Religious leaders are hailing Senegal’s presidential run-off election as a good example for democracy in Africa.
After a peaceful vote on March 25, President Abdoulaye Wade conceded defeat to opposition candidate Macky Sall, setting off wild celebrations across the country. It had widely been feared that Wade, who is 85 and has been president for 12 years, would cling to power. Wade had previously changed the constitution to run for a third term.
“What he (Wade) has done is rare and extraordinary and deserves public affirmation given the fact that the majority of African leaders continue the unsupportable habit of disregarding constitutional order,” said the Rev. Ishmael Noko, the President of the Interfaith Action for Peace in Africa (IAFPA) in a statement received by ENInews on March 28.
Senegal, located on the Atlantic coast, has generally been stable in a region often beset by military coups, election-related violence and long-serving heads of state. The official results on March 27 showed Sall, 50 years old and a former prime minister, won 66 per cent of the vote against 34 per cent for Wade. Sall will assume office on April 3.
“I would like to encourage that he (Sall) prevails as president for all Senegalese irrespective of their political persuasion,” said Noko, a former general secretary of the Lutheran World Federation.
Senegal had gone into the run-off after a general election on Feb. 25 failed to produce a clear winner. The election council had approved 15 candidates for the polls whose campaigns had been marred by violent clashes between supporters of Wade and those of the opposition. The violence had prompted faith leaders' to respond in the form of advocacy for peace and prayers.

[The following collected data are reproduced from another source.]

//! Thin wrappers over the backend endpoints, implemented as methods on [`ApiClient`].
//!
//! Responses the client reads itself (auth, cart, orders) are typed; analytics, forecasts,
//! and other computed payloads are passed through as [`serde_json::Value`] because the
//! backend owns their shape.
//!
//! [`ApiClient`]: crate::client::ApiClient

pub mod auth;
pub mod cart;
pub mod finance;
pub mod insights;
pub mod inventory;
pub mod orders;
pub mod products;
pub mod profile;
pub mod sales;

pub use auth::*;
pub use cart::*;
pub use insights::*;
pub use inventory::*;
pub use orders::*;
pub use products::*;
pub use sales::*;
#![cfg(feature = "reqwest")]

// crates.io
use httpmock::prelude::*;
// self
use chainsync_client::{
	_preludet::*,
	api::Registration,
	auth::{CredentialPair, SessionIdentity, SessionState, UserType},
	store::{CredentialStore, StoreKey},
};

const LOGIN_BODY: &str = r#"{
	"message": "Login successful",
	"access": "access-x",
	"refresh": "refresh-y",
	"user": { "email": "shop@example.com", "user_type": "retailer", "is_profile_complete": true }
}"#;

#[tokio::test]
async fn login_persists_tokens_and_authenticates_later_calls() {
	let server = MockServer::start_async().await;
	let (client, store) = build_reqwest_test_client(test_config(&server.base_url()));
	let login = server
		.mock_async(|when, then| {
			when.method(POST)
				.path("/api/auth/login/")
				.json_body(json!({ "email": "shop@example.com", "password": "hunter22" }));
			then.status(200).header("content-type", "application/json").body(LOGIN_BODY);
		})
		.await;
	let profile = server
		.mock_async(|when, then| {
			when.method(GET).path("/api/auth/profile-status/").header("authorization", "Bearer access-x");
			then.status(200)
				.header("content-type", "application/json")
				.body("{\"user_type\":\"retailer\",\"is_profile_complete\":true}");
		})
		.await;
	let response =
		client.login("shop@example.com", "hunter22").await.expect("Login should succeed.");

	login.assert_async().await;

	assert_eq!(response.user.user_type, UserType::Retailer);
	assert_eq!(store.peek(StoreKey::AccessToken).as_deref(), Some("access-x"));
	assert_eq!(store.peek(StoreKey::RefreshToken).as_deref(), Some("refresh-y"));
	assert_eq!(store.peek(StoreKey::UserType).as_deref(), Some("retailer"));
	assert_eq!(store.peek(StoreKey::UserEmail).as_deref(), Some("shop@example.com"));
	assert_eq!(
		client.current_user().await.expect("Identity lookup should succeed."),
		Some(SessionIdentity::new(UserType::Retailer, "shop@example.com"))
	);

	let status = client.profile_status().await.expect("Profile status should succeed.");

	profile.assert_async().await;

	assert!(status.is_profile_complete);
}

#[tokio::test]
async fn bad_credentials_do_not_trigger_refresh() {
	let server = MockServer::start_async().await;
	let (client, store) = build_reqwest_test_client(test_config(&server.base_url()));

	server
		.mock_async(|when, then| {
			when.method(POST).path("/api/auth/login/");
			then.status(401)
				.header("content-type", "application/json")
				.body("{\"error\":\"Invalid credentials\"}");
		})
		.await;

	let refresh = server
		.mock_async(|when, then| {
			when.method(POST).path("/api/auth/token/refresh/");
			then.status(200).body("{\"access\":\"never\"}");
		})
		.await;
	let err = client.login("shop@example.com", "wrong").await.expect_err("Login should fail.");

	refresh.assert_calls_async(0).await;

	match err {
		Error::Unauthorized { message } => assert_eq!(message, "Invalid credentials"),
		other => panic!("Unexpected error: {other:?}"),
	}

	assert!(store.is_empty());
}

#[tokio::test]
async fn logout_clears_every_stored_key() {
	let server = MockServer::start_async().await;
	let (client, store) = build_reqwest_test_client(test_config(&server.base_url()));

	store
		.save_credentials(CredentialPair::new("access-x", "refresh-y"))
		.await
		.expect("Failed to seed credential pair into the store.");
	store
		.save_identity(SessionIdentity::new(UserType::Supplier, "wholesale@example.com"))
		.await
		.expect("Failed to seed identity into the store.");

	let logout = server
		.mock_async(|when, then| {
			when.method(POST).path("/api/auth/logout/").header("authorization", "Bearer access-x");
			then.status(500).body("{\"detail\":\"Logout failed\"}");
		})
		.await;

	client.logout().await.expect("Logout should succeed even when the backend fails.");

	logout.assert_async().await;

	for key in StoreKey::ALL {
		assert_eq!(store.peek(key), None, "{key} should be cleared.");
	}

	assert!(!client.is_authenticated().await.expect("Authentication lookup should succeed."));
	assert_eq!(
		client.restore_session().await.expect("Session restore should succeed."),
		SessionState::Anonymous
	);
}

#[tokio::test]
async fn logout_without_session_skips_backend() {
	let server = MockServer::start_async().await;
	let (client, _store) = build_reqwest_test_client(test_config(&server.base_url()));
	let logout = server
		.mock_async(|when, then| {
			when.method(POST).path("/api/auth/logout/");
			then.status(200).body("{}");
		})
		.await;

	client.logout().await.expect("Anonymous logout should succeed.");

	logout.assert_calls_async(0).await;
}

#[tokio::test]
async fn register_sends_password_confirmation() {
	let server = MockServer::start_async().await;
	let (client, store) = build_reqwest_test_client(test_config(&server.base_url()));
	let register = server
		.mock_async(|when, then| {
			when.method(POST).path("/api/auth/register/").json_body(json!({
				"email": "new@example.com",
				"password": "s3cret-pass",
				"password2": "s3cret-pass",
				"user_type": "supplier",
			}));
			then.status(201).header("content-type", "application/json").body(
				"{\"message\":\"Signup successful! Please verify your email.\",\"user_id\":12,\"email\":\"new@example.com\",\"user_type\":\"supplier\"}",
			);
		})
		.await;
	let response = client
		.register(&Registration::new("new@example.com", "s3cret-pass", UserType::Supplier))
		.await
		.expect("Registration should succeed.");

	register.assert_async().await;

	assert_eq!(response.user_type, UserType::Supplier);
	assert_eq!(response.user_id, Some(json!(12)));
	assert!(store.is_empty());
}

#[tokio::test]
async fn verify_email_posts_token() {
	let server = MockServer::start_async().await;
	let (client, _store) = build_reqwest_test_client(test_config(&server.base_url()));
	let verify = server
		.mock_async(|when, then| {
			when.method(POST).path("/api/auth/verify-email/").json_body(json!({ "token": "tok-1" }));
			then.status(200)
				.header("content-type", "application/json")
				.body("{\"message\":\"Email verified successfully.\"}");
		})
		.await;
	let response = client.verify_email("tok-1").await.expect("Verification should succeed.");

	verify.assert_async().await;

	assert_eq!(response.message, "Email verified successfully.");
}
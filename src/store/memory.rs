//! Thread-safe in-memory [`CredentialStore`] implementation for local development and tests.

// self
use crate::{
	_prelude::*,
	auth::{CredentialPair, SessionIdentity},
	store::{
		self, CompareAndSwapOutcome, CredentialStore, Entries, StoreError, StoreFuture, StoreKey,
	},
};

type StoreMap = Arc<RwLock<Entries>>;

/// Credential store that keeps entries in-process; contents vanish with the process.
#[derive(Clone, Debug, Default)]
pub struct MemoryStore(StoreMap);
impl MemoryStore {
	/// Returns a copy of the raw entry stored under `key`, bypassing the async contract.
	pub fn peek(&self, key: StoreKey) -> Option<String> {
		self.0.read().get(&key).cloned()
	}

	/// Returns `true` when no entry is stored.
	pub fn is_empty(&self) -> bool {
		self.0.read().is_empty()
	}

	fn save_now(map: StoreMap, credentials: CredentialPair) -> Result<(), StoreError> {
		store::write_credentials(&mut map.write(), credentials);

		Ok(())
	}

	fn rotate_now(
		map: StoreMap,
		expected_refresh: &str,
		replacement: CredentialPair,
	) -> CompareAndSwapOutcome {
		store::rotate_credentials(&mut map.write(), expected_refresh, replacement)
	}
}
impl CredentialStore for MemoryStore {
	fn fetch(&self, key: StoreKey) -> StoreFuture<'_, Option<String>> {
		let map = self.0.clone();

		Box::pin(async move { Ok(map.read().get(&key).cloned()) })
	}

	fn save_credentials(&self, credentials: CredentialPair) -> StoreFuture<'_, ()> {
		let map = self.0.clone();

		Box::pin(async move { Self::save_now(map, credentials) })
	}

	fn rotate_credentials<'a>(
		&'a self,
		expected_refresh: &'a str,
		replacement: CredentialPair,
	) -> StoreFuture<'a, CompareAndSwapOutcome> {
		let map = self.0.clone();

		Box::pin(async move { Ok(Self::rotate_now(map, expected_refresh, replacement)) })
	}

	fn save_identity(&self, identity: SessionIdentity) -> StoreFuture<'_, ()> {
		let map = self.0.clone();

		Box::pin(async move {
			store::write_identity(&mut map.write(), identity);

			Ok(())
		})
	}

	fn clear(&self) -> StoreFuture<'_, ()> {
		let map = self.0.clone();

		Box::pin(async move {
			store::clear_entries(&mut map.write());

			Ok(())
		})
	}
}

Ahead of the vote, the Roman Catholic Church through the Justice and Peace Commission had appealed for peace. The Commission had reached out to citizens through social networks, personal contacts and door-to-door visits to encourage citizens to request a ballot without violence or fraud, according to news reports.
“I join in commending the religious leaders for their courageous stand and public statements calling on all political formations to embrace peace and refrain from using violence,” said Noko, reminding the faith leaders that they were not in the business of regime change or regime coronation.
In the capital of Dakar, Sheikh Saliou Mbacke, IFAPA coordinator, said religious leaders acknowledge that citizens are desperate for change and are hoping the new leader will improve living conditions.
“The general cost of commodities is very high. There were also perceptions that despite the difficulties people are having, some ministers and other officials in the outgoing regime were using public money for themselves,” said Saliou in an interview with ENInews.
According to Saliou, the increased campaign for the change was driven fear that a “monarchical devolution of political power” was being created. “Many thought he (Wade) was maneuvering to hand power to his son after winning the elections,” he said.
The Fides Catholic news agency also noted that the Senegal results were a good sign for Africa, especially after violence in Cote d’Ivoire and a military takeover in Mali.